### Exercise requirements
Where a line below holds the string "rightx", count it; then give the total without any other words.

### Dataset records
============================================================

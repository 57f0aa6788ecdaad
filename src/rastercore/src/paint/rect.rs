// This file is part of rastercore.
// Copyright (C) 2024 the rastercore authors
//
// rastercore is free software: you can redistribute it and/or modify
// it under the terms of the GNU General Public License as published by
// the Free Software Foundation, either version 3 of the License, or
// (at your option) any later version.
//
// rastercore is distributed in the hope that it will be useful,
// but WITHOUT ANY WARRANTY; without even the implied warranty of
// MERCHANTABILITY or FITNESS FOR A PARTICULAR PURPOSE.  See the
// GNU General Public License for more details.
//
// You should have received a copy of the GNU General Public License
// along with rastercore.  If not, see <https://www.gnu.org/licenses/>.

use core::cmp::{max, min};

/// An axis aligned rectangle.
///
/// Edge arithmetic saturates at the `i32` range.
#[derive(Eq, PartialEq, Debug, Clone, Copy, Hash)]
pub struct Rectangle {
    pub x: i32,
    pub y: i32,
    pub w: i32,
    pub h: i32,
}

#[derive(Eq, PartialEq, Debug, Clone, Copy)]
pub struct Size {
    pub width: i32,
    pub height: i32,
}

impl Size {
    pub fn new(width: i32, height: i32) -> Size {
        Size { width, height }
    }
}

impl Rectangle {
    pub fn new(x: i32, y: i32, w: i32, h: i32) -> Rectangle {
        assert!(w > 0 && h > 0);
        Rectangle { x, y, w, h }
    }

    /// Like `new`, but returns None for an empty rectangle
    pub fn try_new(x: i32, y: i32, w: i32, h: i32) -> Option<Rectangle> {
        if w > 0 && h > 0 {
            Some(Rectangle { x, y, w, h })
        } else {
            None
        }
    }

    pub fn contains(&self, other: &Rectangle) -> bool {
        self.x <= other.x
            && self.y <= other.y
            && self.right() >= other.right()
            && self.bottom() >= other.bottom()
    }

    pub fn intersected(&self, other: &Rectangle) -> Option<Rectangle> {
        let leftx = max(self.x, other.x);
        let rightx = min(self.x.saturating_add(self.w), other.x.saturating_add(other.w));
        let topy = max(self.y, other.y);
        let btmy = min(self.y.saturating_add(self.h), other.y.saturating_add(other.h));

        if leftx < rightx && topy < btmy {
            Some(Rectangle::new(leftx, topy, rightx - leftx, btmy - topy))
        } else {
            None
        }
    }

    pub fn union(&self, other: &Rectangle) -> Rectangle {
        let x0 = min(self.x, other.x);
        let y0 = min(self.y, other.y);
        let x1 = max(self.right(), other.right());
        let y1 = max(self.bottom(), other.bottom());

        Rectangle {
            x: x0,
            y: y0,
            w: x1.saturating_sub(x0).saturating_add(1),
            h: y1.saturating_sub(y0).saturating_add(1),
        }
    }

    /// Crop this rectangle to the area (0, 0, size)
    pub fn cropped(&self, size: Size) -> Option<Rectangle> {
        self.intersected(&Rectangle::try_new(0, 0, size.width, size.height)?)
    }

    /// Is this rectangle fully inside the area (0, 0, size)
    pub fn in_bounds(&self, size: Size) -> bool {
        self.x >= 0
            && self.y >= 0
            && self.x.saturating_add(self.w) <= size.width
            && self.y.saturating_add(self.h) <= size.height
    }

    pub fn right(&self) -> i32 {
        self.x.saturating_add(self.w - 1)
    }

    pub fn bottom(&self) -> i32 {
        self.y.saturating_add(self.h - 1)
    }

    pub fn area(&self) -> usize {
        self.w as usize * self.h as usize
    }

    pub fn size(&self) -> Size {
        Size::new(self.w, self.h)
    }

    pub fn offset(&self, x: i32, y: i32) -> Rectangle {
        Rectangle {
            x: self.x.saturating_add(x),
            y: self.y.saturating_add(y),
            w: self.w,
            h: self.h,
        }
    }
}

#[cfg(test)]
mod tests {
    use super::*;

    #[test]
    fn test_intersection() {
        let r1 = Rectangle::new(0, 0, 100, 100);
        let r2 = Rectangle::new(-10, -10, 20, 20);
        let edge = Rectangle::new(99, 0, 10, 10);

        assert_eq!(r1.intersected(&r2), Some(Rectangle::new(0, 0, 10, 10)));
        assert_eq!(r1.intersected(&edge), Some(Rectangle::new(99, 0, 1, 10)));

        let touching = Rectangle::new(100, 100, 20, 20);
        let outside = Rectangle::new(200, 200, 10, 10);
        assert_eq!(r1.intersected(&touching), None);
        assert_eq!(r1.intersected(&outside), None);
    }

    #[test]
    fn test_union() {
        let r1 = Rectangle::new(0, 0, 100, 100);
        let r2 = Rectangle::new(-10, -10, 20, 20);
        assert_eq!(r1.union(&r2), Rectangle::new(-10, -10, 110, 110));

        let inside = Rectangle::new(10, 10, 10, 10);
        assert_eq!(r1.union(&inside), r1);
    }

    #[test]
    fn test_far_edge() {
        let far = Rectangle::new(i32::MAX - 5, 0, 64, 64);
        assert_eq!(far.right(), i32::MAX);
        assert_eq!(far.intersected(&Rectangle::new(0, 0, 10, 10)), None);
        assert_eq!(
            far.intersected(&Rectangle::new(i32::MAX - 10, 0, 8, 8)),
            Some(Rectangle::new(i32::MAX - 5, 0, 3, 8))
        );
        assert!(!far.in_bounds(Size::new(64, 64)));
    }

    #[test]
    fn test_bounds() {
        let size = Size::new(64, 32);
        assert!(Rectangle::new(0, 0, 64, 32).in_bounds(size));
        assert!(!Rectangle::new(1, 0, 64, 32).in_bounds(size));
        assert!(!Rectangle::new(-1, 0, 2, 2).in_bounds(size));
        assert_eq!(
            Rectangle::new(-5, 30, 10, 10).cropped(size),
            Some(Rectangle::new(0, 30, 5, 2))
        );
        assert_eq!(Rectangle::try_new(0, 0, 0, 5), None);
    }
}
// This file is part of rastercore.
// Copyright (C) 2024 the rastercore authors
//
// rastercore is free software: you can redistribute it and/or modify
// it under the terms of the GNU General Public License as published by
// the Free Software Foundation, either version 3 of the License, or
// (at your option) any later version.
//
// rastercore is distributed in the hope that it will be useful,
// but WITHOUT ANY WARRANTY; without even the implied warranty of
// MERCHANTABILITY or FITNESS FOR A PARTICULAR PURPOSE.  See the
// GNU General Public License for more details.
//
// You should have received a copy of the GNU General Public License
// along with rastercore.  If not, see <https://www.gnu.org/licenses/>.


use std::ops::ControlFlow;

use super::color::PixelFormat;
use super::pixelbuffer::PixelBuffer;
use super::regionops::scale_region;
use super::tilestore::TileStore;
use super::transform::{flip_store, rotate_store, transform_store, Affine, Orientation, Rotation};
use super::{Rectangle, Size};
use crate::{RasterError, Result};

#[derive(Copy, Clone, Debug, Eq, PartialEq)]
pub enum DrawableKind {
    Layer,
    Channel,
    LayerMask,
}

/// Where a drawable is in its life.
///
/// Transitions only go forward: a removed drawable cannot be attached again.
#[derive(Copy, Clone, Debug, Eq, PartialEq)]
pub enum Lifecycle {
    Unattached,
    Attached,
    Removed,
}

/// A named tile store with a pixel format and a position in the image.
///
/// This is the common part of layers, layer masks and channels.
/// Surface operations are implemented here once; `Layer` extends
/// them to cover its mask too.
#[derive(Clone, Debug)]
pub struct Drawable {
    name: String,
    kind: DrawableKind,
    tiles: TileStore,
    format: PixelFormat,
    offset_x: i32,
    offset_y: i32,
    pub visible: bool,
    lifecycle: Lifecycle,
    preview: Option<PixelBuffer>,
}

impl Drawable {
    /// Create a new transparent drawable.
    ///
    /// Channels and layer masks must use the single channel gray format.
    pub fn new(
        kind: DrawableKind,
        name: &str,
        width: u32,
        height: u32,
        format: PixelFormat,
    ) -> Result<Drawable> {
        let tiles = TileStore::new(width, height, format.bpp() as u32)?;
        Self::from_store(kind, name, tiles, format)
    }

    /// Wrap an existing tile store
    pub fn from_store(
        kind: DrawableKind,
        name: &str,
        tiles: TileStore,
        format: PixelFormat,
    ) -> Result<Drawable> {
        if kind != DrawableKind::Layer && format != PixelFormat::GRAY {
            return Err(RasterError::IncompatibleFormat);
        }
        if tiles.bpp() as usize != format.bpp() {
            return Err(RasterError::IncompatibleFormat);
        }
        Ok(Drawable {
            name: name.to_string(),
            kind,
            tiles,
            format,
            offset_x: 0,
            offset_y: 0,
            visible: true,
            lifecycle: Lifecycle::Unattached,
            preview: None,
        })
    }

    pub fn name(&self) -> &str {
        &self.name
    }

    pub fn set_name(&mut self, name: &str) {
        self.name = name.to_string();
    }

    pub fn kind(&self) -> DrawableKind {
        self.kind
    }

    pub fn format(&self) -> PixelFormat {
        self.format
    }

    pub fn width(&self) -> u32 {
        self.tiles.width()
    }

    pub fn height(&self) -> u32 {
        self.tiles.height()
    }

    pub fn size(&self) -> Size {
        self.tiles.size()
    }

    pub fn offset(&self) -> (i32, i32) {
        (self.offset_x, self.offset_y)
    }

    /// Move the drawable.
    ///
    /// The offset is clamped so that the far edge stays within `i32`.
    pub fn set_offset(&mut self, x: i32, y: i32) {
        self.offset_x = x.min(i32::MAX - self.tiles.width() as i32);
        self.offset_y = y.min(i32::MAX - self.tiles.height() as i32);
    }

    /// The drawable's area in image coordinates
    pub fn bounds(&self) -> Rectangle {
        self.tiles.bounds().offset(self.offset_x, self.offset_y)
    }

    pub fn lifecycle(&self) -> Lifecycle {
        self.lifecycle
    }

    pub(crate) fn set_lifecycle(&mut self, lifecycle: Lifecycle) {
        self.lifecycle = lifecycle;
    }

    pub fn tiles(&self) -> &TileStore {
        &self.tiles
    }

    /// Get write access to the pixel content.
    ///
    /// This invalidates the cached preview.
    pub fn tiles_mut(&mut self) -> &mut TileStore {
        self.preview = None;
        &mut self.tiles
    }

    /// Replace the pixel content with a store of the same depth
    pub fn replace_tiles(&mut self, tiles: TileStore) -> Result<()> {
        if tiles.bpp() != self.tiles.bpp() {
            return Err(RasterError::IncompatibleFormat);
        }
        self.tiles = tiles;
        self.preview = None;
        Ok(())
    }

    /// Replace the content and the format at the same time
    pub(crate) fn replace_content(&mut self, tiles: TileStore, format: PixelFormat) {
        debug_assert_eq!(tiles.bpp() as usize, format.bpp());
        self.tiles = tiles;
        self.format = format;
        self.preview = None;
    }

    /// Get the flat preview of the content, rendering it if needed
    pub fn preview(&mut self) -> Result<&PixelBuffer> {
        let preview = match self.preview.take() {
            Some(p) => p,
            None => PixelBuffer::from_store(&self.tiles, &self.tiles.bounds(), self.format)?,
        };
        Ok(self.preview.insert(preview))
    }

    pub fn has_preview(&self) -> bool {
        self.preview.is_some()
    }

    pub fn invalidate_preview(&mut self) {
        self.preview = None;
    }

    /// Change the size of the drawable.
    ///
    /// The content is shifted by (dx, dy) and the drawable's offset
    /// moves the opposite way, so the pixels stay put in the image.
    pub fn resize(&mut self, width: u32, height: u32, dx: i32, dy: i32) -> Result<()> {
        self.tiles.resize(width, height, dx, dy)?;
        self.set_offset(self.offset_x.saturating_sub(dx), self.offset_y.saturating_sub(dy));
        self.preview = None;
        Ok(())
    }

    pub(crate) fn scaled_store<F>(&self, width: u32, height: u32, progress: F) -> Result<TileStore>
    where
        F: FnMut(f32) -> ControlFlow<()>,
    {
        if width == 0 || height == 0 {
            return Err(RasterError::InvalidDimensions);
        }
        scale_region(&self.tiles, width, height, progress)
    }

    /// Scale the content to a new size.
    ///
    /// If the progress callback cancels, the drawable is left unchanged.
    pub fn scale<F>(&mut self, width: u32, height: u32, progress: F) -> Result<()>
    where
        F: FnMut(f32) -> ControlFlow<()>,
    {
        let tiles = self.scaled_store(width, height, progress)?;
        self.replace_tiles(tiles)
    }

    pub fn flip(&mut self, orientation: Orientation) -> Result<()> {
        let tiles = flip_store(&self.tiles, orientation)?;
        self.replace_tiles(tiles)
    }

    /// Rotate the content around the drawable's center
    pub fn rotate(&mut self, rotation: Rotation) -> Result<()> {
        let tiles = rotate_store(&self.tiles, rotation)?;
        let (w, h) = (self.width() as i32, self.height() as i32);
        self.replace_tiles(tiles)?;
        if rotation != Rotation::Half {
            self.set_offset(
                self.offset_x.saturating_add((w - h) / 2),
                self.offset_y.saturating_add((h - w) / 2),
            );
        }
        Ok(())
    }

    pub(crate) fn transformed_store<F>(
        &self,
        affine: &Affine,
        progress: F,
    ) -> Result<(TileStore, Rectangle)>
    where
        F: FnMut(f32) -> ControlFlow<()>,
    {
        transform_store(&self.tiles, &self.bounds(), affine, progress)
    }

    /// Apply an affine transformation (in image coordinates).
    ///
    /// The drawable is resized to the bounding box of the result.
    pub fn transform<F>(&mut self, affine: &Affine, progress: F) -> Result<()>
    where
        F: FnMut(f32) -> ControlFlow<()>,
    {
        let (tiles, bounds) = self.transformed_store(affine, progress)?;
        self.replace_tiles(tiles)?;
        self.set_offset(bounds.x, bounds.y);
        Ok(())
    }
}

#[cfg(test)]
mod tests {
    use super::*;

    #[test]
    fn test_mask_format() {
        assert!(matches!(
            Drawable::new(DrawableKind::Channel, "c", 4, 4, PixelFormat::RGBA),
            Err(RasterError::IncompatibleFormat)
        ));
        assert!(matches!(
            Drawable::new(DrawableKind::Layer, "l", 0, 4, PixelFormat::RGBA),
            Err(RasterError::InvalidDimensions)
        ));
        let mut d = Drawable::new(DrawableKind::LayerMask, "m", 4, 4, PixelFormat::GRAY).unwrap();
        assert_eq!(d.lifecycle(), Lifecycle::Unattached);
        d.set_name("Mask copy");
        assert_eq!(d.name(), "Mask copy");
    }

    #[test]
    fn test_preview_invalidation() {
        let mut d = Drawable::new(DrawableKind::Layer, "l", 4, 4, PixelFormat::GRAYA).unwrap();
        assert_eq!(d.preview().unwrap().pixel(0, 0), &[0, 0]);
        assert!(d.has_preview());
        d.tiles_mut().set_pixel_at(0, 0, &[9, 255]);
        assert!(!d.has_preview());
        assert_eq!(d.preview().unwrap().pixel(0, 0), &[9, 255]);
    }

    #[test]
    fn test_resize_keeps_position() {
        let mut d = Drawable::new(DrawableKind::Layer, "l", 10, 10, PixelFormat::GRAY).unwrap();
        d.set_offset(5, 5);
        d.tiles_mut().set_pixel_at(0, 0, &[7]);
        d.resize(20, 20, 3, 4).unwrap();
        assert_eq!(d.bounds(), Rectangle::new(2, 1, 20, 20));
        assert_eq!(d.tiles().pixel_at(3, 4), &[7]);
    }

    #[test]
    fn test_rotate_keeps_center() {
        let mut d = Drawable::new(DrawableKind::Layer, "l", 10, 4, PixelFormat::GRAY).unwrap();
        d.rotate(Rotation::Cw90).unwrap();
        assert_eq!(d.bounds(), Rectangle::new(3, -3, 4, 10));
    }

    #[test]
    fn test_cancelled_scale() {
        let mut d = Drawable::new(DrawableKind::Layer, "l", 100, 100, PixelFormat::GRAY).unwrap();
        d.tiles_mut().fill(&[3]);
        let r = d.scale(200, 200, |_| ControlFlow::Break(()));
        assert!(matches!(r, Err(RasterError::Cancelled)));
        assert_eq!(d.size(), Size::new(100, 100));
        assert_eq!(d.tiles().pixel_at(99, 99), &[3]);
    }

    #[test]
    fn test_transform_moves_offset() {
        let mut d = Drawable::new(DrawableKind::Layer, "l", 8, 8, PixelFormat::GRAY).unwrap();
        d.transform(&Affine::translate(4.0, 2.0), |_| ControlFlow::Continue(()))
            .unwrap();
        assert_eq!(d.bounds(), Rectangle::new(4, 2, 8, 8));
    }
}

============================================================

### Your response
3